# Work item
Determine how many lines in the listing hold "backend" and give only that number.
┌─ Material to process
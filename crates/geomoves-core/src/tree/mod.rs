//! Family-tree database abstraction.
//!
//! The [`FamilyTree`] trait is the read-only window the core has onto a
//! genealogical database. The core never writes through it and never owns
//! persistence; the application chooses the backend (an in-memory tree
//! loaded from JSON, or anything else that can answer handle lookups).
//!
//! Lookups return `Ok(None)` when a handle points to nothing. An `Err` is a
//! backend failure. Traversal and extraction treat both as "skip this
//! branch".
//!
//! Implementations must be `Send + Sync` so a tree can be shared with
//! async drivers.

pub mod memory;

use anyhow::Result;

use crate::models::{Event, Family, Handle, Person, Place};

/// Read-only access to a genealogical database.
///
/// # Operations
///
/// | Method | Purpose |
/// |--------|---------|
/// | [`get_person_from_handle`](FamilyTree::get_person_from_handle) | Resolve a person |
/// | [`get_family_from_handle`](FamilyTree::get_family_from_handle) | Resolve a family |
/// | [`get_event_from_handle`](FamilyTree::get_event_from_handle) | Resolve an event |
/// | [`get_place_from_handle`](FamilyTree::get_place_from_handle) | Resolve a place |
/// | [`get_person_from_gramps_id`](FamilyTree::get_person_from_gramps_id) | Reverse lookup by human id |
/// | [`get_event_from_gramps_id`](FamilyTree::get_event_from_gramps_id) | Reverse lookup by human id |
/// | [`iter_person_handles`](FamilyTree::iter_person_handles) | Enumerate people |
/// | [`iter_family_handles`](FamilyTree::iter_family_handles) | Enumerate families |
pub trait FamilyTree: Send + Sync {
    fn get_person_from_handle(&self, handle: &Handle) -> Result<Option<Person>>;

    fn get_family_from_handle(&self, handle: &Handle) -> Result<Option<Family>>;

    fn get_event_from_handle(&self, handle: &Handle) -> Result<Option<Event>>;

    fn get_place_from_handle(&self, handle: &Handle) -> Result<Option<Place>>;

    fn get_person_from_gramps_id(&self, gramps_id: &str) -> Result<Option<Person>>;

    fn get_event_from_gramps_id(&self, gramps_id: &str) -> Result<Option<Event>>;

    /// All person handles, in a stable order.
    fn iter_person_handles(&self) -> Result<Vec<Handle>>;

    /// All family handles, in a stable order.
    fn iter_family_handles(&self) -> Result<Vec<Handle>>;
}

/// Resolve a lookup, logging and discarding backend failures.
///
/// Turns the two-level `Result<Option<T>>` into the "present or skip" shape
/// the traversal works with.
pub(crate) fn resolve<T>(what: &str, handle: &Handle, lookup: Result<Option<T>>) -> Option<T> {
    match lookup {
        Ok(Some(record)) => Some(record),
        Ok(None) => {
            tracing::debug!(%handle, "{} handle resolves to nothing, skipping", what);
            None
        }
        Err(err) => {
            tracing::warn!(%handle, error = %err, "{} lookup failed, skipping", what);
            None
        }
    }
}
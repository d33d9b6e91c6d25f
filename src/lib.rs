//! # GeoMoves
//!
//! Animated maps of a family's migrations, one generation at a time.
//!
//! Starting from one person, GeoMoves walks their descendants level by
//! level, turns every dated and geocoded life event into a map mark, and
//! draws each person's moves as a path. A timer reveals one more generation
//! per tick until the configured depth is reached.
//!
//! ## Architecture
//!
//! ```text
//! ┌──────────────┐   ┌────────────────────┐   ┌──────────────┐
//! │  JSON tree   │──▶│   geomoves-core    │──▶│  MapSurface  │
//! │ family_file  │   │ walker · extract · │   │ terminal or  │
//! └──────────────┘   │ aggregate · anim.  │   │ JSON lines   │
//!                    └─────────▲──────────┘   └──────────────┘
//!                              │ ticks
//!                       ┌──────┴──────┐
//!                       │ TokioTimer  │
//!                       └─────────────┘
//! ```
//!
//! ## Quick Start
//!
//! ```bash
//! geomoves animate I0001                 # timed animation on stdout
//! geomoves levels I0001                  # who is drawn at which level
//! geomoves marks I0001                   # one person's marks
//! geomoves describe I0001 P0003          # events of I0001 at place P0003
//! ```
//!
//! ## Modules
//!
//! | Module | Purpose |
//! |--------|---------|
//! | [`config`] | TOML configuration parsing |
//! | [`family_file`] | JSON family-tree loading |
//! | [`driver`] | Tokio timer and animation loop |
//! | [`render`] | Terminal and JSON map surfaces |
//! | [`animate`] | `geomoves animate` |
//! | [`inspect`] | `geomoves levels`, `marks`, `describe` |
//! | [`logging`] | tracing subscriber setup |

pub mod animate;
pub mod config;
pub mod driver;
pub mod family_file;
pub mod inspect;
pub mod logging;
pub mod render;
└─
# Result for this exercise
3